Staatsministerin Emilia Müller im Prinzengarten
Emilia Müller im Prinzengarten

Staatsministerin Emilia Müller im Prinzengarten

Bayern setzt auf Qualität in der Kinderbetreuung. Die Erhöhung des Basiswertes durch den Freistaat und den Kommunen bringt den rund 9000 Einrichtungen in Bayern rund 126 Millionen Euro mehr in die Kassen. Bei einem Besuch der bayerischen Sozialministerin Emilia Müller und des Regensburger Landtagsabgeordneten Dr. Franz Rieger im Montessori Kinderhaus in Regensburg wurde deutlich, dass diese Investition dort bestens angelegt ist.

„Dieses Geld schafft mehr Qualität und Flexibilität für die einzelnen Einrichtungen“, lobte der Geschäftsführer Dr.

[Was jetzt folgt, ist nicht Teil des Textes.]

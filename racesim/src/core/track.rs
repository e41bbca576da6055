use crate::error::{GeometryError, RaceError};
use anyhow::Context;
use helpers::general::{cumulative_lengths, lin_interp};
use serde::Deserialize;
use std::collections::HashMap;
use std::f64::consts::PI;
use std::fmt::Debug;
use std::fs::OpenOptions;
use std::path::Path;

/// 2-D point (x, y).
pub type Point2 = [f64; 2];

/// Agents are drawn at most this far before the end of the path while crossing the line.
pub const DRAW_MARGIN: f64 = 0.1;

/// PathGeometry is the capability the race engine consumes to map a distance along the closed
/// path onto a point. The engine never modifies the geometry.
pub trait PathGeometry: Debug + Send {
    /// Total length of the path.
    fn total_length(&self) -> f64;

    /// Point at distance `d`, `d` must be in [0.0, total_length[.
    fn point_at_distance(&self, d: f64) -> Result<Point2, GeometryError>;

    /// End point of the path, used as the default finish point.
    fn end_point(&self) -> Result<Point2, GeometryError> {
        self.point_at_distance((self.total_length() - DRAW_MARGIN).max(0.0))
    }
}

fn check_distance(d: f64, length: f64) -> Result<(), GeometryError> {
    if !d.is_finite() {
        return Err(GeometryError::NonFinite);
    }
    if !(0.0 <= d && d < length) {
        return Err(GeometryError::OutOfRange {
            distance: d,
            length,
        });
    }
    Ok(())
}

// -------------------------------------------------------------------------------------------------
// POLYLINE ----------------------------------------------------------------------------------------
// -------------------------------------------------------------------------------------------------

#[derive(Debug, Deserialize, Clone)]
pub struct CsvTrackEl {
    pub x_m: f64,
    pub y_m: f64,
}

/// Polyline is a centerline given as a sequence of points, e.g. read from a track CSV file.
#[derive(Debug, Clone)]
pub struct Polyline {
    xs: Vec<f64>,
    ys: Vec<f64>,
    cum_s: Vec<f64>,
}

impl Polyline {
    pub fn from_points(points: &[Point2]) -> Result<Polyline, RaceError> {
        if points.len() < 2 {
            return Err(RaceError::TooFewPathPoints(points.len()));
        }

        let cum_s = cumulative_lengths(points);
        let length = *cum_s.last().unwrap_or(&0.0);

        if !(length.is_finite() && length > 0.0) {
            return Err(RaceError::InvalidPathLength(length));
        }

        Ok(Polyline {
            xs: points.iter().map(|p| p[0]).collect(),
            ys: points.iter().map(|p| p[1]).collect(),
            cum_s,
        })
    }

    /// from_csv reads a track centerline from a CSV file with the columns x_m and y_m.
    pub fn from_csv(trackfile_path: &Path) -> anyhow::Result<Polyline> {
        let fh = OpenOptions::new()
            .read(true)
            .open(trackfile_path)
            .context(format!(
                "Failed to open track file {}!",
                trackfile_path.to_string_lossy()
            ))?;

        let mut csv_reader = csv::Reader::from_reader(&fh);
        let mut points: Vec<Point2> = vec![];

        for result in csv_reader.deserialize() {
            let csv_track_el: CsvTrackEl = result.context(format!(
                "Failed to parse track file {}!",
                trackfile_path.to_string_lossy()
            ))?;
            points.push([csv_track_el.x_m, csv_track_el.y_m]);
        }

        Ok(Polyline::from_points(&points)?)
    }
}

impl PathGeometry for Polyline {
    fn total_length(&self) -> f64 {
        *self.cum_s.last().unwrap_or(&0.0)
    }

    fn point_at_distance(&self, d: f64) -> Result<Point2, GeometryError> {
        check_distance(d, self.total_length())?;

        let x = lin_interp(d, &self.cum_s, &self.xs).ok_or(GeometryError::NonFinite)?;
        let y = lin_interp(d, &self.cum_s, &self.ys).ok_or(GeometryError::NonFinite)?;
        Ok([x, y])
    }

    fn end_point(&self) -> Result<Point2, GeometryError> {
        match (self.xs.last(), self.ys.last()) {
            (Some(&x), Some(&y)) => Ok([x, y]),
            _ => Err(GeometryError::NonFinite),
        }
    }
}

// -------------------------------------------------------------------------------------------------
// CIRCLE ------------------------------------------------------------------------------------------
// -------------------------------------------------------------------------------------------------

/// Circle is an analytic circular path, starting at (center_x + radius, center_y) and running
/// counter-clockwise.
#[derive(Debug, Clone)]
pub struct Circle {
    pub center: Point2,
    pub radius: f64,
}

impl PathGeometry for Circle {
    fn total_length(&self) -> f64 {
        2.0 * PI * self.radius
    }

    fn point_at_distance(&self, d: f64) -> Result<Point2, GeometryError> {
        check_distance(d, self.total_length())?;

        let theta = d / self.radius;
        Ok([
            self.center[0] + self.radius * theta.cos(),
            self.center[1] + self.radius * theta.sin(),
        ])
    }
}

// -------------------------------------------------------------------------------------------------
// TRACK -------------------------------------------------------------------------------------------
// -------------------------------------------------------------------------------------------------

/// * `name` - Track name, also used to find the centerline file input/tracks/{name}.csv
/// * `circle_radius` - If set, an analytic circle of this radius is used instead of a CSV file
/// * `finish_point` - Finish line point (defaults to the end point of the path)
/// * `finish_threshold_sq` - Squared distance to the finish point below which a lap can count
/// * `pit_boxes` - Pit box point per agent id (defaults to a row of boxes below the finish point)
#[derive(Debug, Deserialize, Clone)]
pub struct TrackPars {
    pub name: String,
    #[serde(default)]
    pub circle_radius: Option<f64>,
    #[serde(default)]
    pub finish_point: Option<Point2>,
    #[serde(default = "default_finish_threshold_sq")]
    pub finish_threshold_sq: f64,
    #[serde(default)]
    pub pit_boxes: HashMap<u32, Point2>,
}

fn default_finish_threshold_sq() -> f64 {
    25.0
}

const PIT_BOX_SPACING: f64 = 30.0;
const PIT_LANE_OFFSET: f64 = -120.0;

#[derive(Debug)]
pub struct Track {
    pub name: String,
    pub length: f64,
    pub finish_point: Point2,
    pub finish_threshold_sq: f64,
    pit_boxes: HashMap<u32, Point2>,
    geometry: Box<dyn PathGeometry>,
}

impl Track {
    pub fn new(track_pars: &TrackPars, geometry: Box<dyn PathGeometry>) -> Result<Track, RaceError> {
        let length = geometry.total_length();

        if !(length.is_finite() && length > 0.0) {
            return Err(RaceError::InvalidPathLength(length));
        }

        let finish_point = match track_pars.finish_point {
            Some(finish_point) => finish_point,
            None => geometry
                .end_point()
                .map_err(|_| RaceError::InvalidPathLength(length))?,
        };

        Ok(Track {
            name: track_pars.name.to_owned(),
            length,
            finish_point,
            finish_threshold_sq: track_pars.finish_threshold_sq,
            pit_boxes: track_pars.pit_boxes.to_owned(),
            geometry,
        })
    }

    /// from_track_pars creates the geometry described by the track parameters, i.e. either an
    /// analytic circle or the centerline read from input/tracks/{name}.csv.
    pub fn from_track_pars(track_pars: &TrackPars) -> anyhow::Result<Track> {
        let geometry: Box<dyn PathGeometry> = match track_pars.circle_radius {
            Some(radius) => Box::new(Circle {
                center: [0.0, 0.0],
                radius,
            }),
            None => {
                let mut trackfile_path = std::path::PathBuf::new();
                trackfile_path.push("input");
                trackfile_path.push("tracks");
                trackfile_path.push(&track_pars.name);
                trackfile_path.set_extension("csv");

                Box::new(Polyline::from_csv(&trackfile_path)?)
            }
        };

        Ok(Track::new(track_pars, geometry)?)
    }

    pub fn point_at(&self, d: f64) -> Result<Point2, GeometryError> {
        self.geometry.point_at_distance(d)
    }

    /// draw_distance returns the distance at which an agent is drawn if it would reach
    /// `potential_distance` in this tick, i.e. just before the end of the path while crossing it.
    pub fn draw_distance(&self, potential_distance: f64) -> f64 {
        let max_dist = (self.length - DRAW_MARGIN).max(0.0);

        if potential_distance >= self.length {
            max_dist
        } else {
            potential_distance.max(0.0).min(max_dist)
        }
    }

    /// is_near_finish checks if the point lies within the finish threshold.
    pub fn is_near_finish(&self, point: Point2) -> bool {
        helpers::general::dist_sq(point, self.finish_point) < self.finish_threshold_sq
    }

    /// pit_box returns the pit box point of an agent, `store_idx` is the agent's position in the
    /// agent store and is used to place boxes that are not configured explicitly.
    pub fn pit_box(&self, agent_id: u32, store_idx: usize) -> Point2 {
        match self.pit_boxes.get(&agent_id) {
            Some(&point) => point,
            None => [
                self.finish_point[0] - PIT_BOX_SPACING + PIT_BOX_SPACING * store_idx as f64,
                self.finish_point[1] + PIT_LANE_OFFSET,
            ],
        }
    }
}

Frano Lichtinger die Entscheidung der bayerischen Sozialministerin Emilia Müller.  Staatministerin Müller betonte, dass sie auf mehr Flexibilität für die Einrichtungen setzt.  „Hier in den Montessori-Kinderhäusern in Regensburg wird das Fundament für die Persönlichkeitsentwicklung des Kindes gelegt“, ist die bayerische Sozialministerin Emilia Müller überzeugt. „Man merkt die sehr gute Atmosphäre, die Naturverbundenheit mit dem großen Garten und die am Kind orientierte Pädagogik“, so Müller.


Ein Leitsatz für die Pädagogik Maria Montessoris ist „Hilf mir es selbst zu tun“. „Daran orientiert sich der Alltag mit den Kindern im Montessori Kinderhaus Prinzengarten“, so die Leitung Carina Rupprecht.
Der Verein Montessori Regensburg e.V. (www.montessori-regensburg.de) betreibt zwei Kinderkrippen, drei Kinderhäuser, einen Kinderhort, eine Grund- und Mittelschule, eine Fachoberschule und das hauseigene Fortbildungsinstitut Remoni (Regensburger Montessori Institut).